Tus intentos de explicarlo todo...

o de no explicarlo nada.

Y yo, frente a ellas,

intentando sostener lo que quedaba.

Como si leerlas otra vez pudiera devolverme algo. O devolverte a ti.

—Las tengo todas.

—No me juzgues, era esto o terapia.

El aire estaba quieto.

De ese tipo de quietud que no es silencio, sino una espera.

El calor se pegaba hasta en las pestañas,

y en algún rincón del mundo lejano, indiferente las cigarras cantaban.

—Esta carta es diferente —murmuré, sin mirarla—.

—No tiene respuestas. Ni preguntas. Ni dibujitos de mierda.

—Solo lo que nunca me atreví a decirte en persona.

Me detuve un segundo. Respiré hondo.

—Todo lo que me rompió...

—Y todo lo que, sin querer, me sostuvo.

Suspiré.

Decirlo en voz alta dolía menos.

Como si al ponerle sonido,

las palabras dejaran de apretar por dentro.

Como si el dolor, al salir,

perdiera filo.

O tal vez no era que doliera menos...

sino que ya me había acostumbrado al dolor

en forma de frase.

El sol caía directo sobre nosotros,

como si el verano también estuviera escuchando.

Como si supiera.

No lloré.

No lo necesitaba.

Porque entendí que no estabas para responderme.

No ahora.

No así.

Estabas para cerrar el círculo.

Para que, si algún día vuelves a abrir los ojos,

sepas que no estuve sola.

Que no te esperé vacía.

Dejé la carta junto a ti

y me recosté un poco hacia atrás,

dejando que el calor del día acariciara mis brazos

como si pudiera suturar algo con solo estar ahí.
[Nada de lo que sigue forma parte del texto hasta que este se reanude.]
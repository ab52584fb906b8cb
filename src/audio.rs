//! Pronunciation audio
//!
//! Speech arrives as raw little-endian signed 16-bit PCM, mono, 24 kHz.

/// Sample rate of generated speech
pub const SAMPLE_RATE: u32 = 24_000;

/// Mono
pub const CHANNELS: u16 = 1;

const BITS_PER_SAMPLE: u16 = 16;

/// Raw PCM bytes as returned by the speech service
#[derive(Debug, Clone, PartialEq, Eq)]
pub struct PcmAudio {
    bytes: Vec<u8>,
}

impl PcmAudio {
    pub fn new(bytes: Vec<u8>) -> Self {
        Self { bytes }
    }

    pub fn as_bytes(&self) -> &[u8] {
        &self.bytes
    }

    /// Number of whole samples; a trailing odd byte is ignored
    pub fn frame_count(&self) -> usize {
        self.bytes.len() / 2
    }

    pub fn duration_secs(&self) -> f64 {
        self.frame_count() as f64 / f64::from(SAMPLE_RATE)
    }

    /// Samples normalized to `[-1, 1]` for a playback device
    pub fn samples(&self) -> Vec<f32> {
        self.bytes
            .chunks_exact(2)
            .map(|pair| f32::from(i16::from_le_bytes([pair[0], pair[1]])) / 32768.0)
            .collect()
    }

    /// Wrap the samples in a RIFF/WAVE container
    pub fn to_wav_bytes(&self) -> Vec<u8> {
        let data_len = (self.frame_count() * 2) as u32;
        let byte_rate = SAMPLE_RATE * u32::from(CHANNELS) * u32::from(BITS_PER_SAMPLE / 8);
        let block_align = CHANNELS * (BITS_PER_SAMPLE / 8);

        let mut out = Vec::with_capacity(44 + data_len as usize);
        out.extend_from_slice(b"RIFF");
        out.extend_from_slice(&(36 + data_len).to_le_bytes());
        out.extend_from_slice(b"WAVE");
        out.extend_from_slice(b"fmt ");
        out.extend_from_slice(&16u32.to_le_bytes());
        out.extend_from_slice(&1u16.to_le_bytes()); // PCM
        out.extend_from_slice(&CHANNELS.to_le_bytes());
        out.extend_from_slice(&SAMPLE_RATE.to_le_bytes());
        out.extend_from_slice(&byte_rate.to_le_bytes());
        out.extend_from_slice(&block_align.to_le_bytes());
        out.extend_from_slice(&BITS_PER_SAMPLE.to_le_bytes());
        out.extend_from_slice(b"data");
        out.extend_from_slice(&data_len.to_le_bytes());
        out.extend_from_slice(&self.bytes[..data_len as usize]);
        out
    }
}

#[cfg(test)]
mod tests {
    use super::*;

    #[test]
    fn test_samples_are_normalized() {
        let mut bytes = Vec::new();
        for sample in [0i16, i16::MIN, i16::MAX, 16384, -16384] {
            bytes.extend_from_slice(&sample.to_le_bytes());
        }
        let samples = PcmAudio::new(bytes).samples();

        assert_eq!(samples[0], 0.0);
        assert_eq!(samples[1], -1.0);
        assert!(samples[2] < 1.0 && samples[2] > 0.9999);
        assert_eq!(samples[3], 0.5);
        assert_eq!(samples[4], -0.5);
    }

    #[test]
    fn test_trailing_byte_ignored() {
        let audio = PcmAudio::new(vec![0x00, 0x40, 0x7f]);
        assert_eq!(audio.frame_count(), 1);
        assert_eq!(audio.samples(), vec![0.5]);
    }

    #[test]
    fn test_duration() {
        let audio = PcmAudio::new(vec![0; 48_000]);
        assert!((audio.duration_secs() - 1.0).abs() < 1e-9);
    }

    #[test]
    fn test_wav_header() {
        let audio = PcmAudio::new(vec![1, 2, 3, 4, 5]);
        let wav = audio.to_wav_bytes();

        assert_eq!(&wav[0..4], b"RIFF");
        assert_eq!(&wav[8..12], b"WAVE");
        assert_eq!(u32::from_le_bytes([wav[24], wav[25], wav[26], wav[27]]), 24_000);
        assert_eq!(u32::from_le_bytes([wav[40], wav[41], wav[42], wav[43]]), 4);
        assert_eq!(wav.len(), 48);
    }
}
No era una carta para él. No del todo. Era para mí. Para cerrar lo que nunca supimos abrir.

Esta vez no me deshice por dentro.

O eso quise creer.

Esta vez... simplemente estuve.

Me dolías.

Claro que sí.

Pero ya no me rompías.

Mentí.

No me sentía orgullosa.

Pero lo hice.

Porque hay días en los que sobrevivir también se parece a mentirse un poco.

—Soy su prima. Acabo de llegar de fuera.

—Nadie me ha dicho nada claro y necesito saber cómo está.

Me crucé de brazos con suavidad,

como si pudiera sostenerme a mí misma sin que se notara.

Sentí el roce fresco de la falda sobre la piel

y fue como un ancla pequeña.

Un recordatorio de que seguía ahí.

Presente. A medias.

Pero ahí.

La enfermera tardó en responder.

Sostenía la carpeta contra el pecho

como si estuviera abrazando un secreto.

Uno frágil. Uno incómodo.

Bajó la mirada.

Buscó algo en el suelo que solo ella podía ver.

Y luego soltó un suspiro.

Tan bajo, tan lento, que casi sonó como un perdón.

—No debería, pero solo unos minutos. Y no digas que fui yo, ¿vale? —susurró Delilah, con una voz baja y cansada.

El sol empezaba a bajar cuando por fin me levanté.

Crucé la puerta sin mirar atrás,

pero te sentí en la espalda, como si aún me siguieras.

Las cigarras seguían cantando,

ajenas a todo,

como si el mundo no hubiera cambiado.

Y, en cierto modo, yo también empezaba a sentir eso:

que lo demás... ya poco importaba.

Solo quería cumplir la promesa.

Esa que ni tú ni yo sabíamos cómo sostener.

Pero que ahí estaba.

Como una cuerda invisible entre los dos.

Me senté en el pasillo.

Acomodé la falda larga sobre las piernas,

la misma que me hacía sentir un poco más yo,

como si eso bastara para no perderme.